Data records —
- - - - -

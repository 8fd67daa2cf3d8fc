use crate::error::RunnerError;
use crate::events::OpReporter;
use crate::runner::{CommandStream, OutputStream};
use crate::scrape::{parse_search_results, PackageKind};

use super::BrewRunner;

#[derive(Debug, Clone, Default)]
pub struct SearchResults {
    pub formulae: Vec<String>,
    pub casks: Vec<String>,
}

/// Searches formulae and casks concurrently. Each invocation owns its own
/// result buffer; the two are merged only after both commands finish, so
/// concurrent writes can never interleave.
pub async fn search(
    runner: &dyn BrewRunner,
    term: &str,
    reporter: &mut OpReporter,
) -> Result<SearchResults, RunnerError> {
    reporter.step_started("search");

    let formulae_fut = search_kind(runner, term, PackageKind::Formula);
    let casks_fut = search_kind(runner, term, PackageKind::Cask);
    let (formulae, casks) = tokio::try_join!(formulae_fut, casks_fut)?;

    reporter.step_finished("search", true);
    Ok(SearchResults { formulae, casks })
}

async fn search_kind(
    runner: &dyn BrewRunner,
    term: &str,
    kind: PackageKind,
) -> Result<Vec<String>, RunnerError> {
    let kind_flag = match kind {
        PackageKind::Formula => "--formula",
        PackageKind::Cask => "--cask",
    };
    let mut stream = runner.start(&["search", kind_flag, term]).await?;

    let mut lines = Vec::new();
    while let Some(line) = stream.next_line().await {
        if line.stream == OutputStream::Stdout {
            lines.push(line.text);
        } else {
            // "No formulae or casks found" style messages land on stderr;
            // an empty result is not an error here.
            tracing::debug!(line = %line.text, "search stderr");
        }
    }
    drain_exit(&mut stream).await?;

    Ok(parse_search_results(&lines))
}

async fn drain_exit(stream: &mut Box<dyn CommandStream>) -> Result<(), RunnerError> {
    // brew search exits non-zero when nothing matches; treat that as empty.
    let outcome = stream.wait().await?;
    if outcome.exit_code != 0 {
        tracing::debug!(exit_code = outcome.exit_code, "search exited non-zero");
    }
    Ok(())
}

- - - - -

If a line in the data above contains "async", return that line.

Written answer —
pub async fn search(
async fn search_kind(
async fn drain_exit(stream: &mut Box<dyn CommandStream>) -> Result<(), RunnerError> {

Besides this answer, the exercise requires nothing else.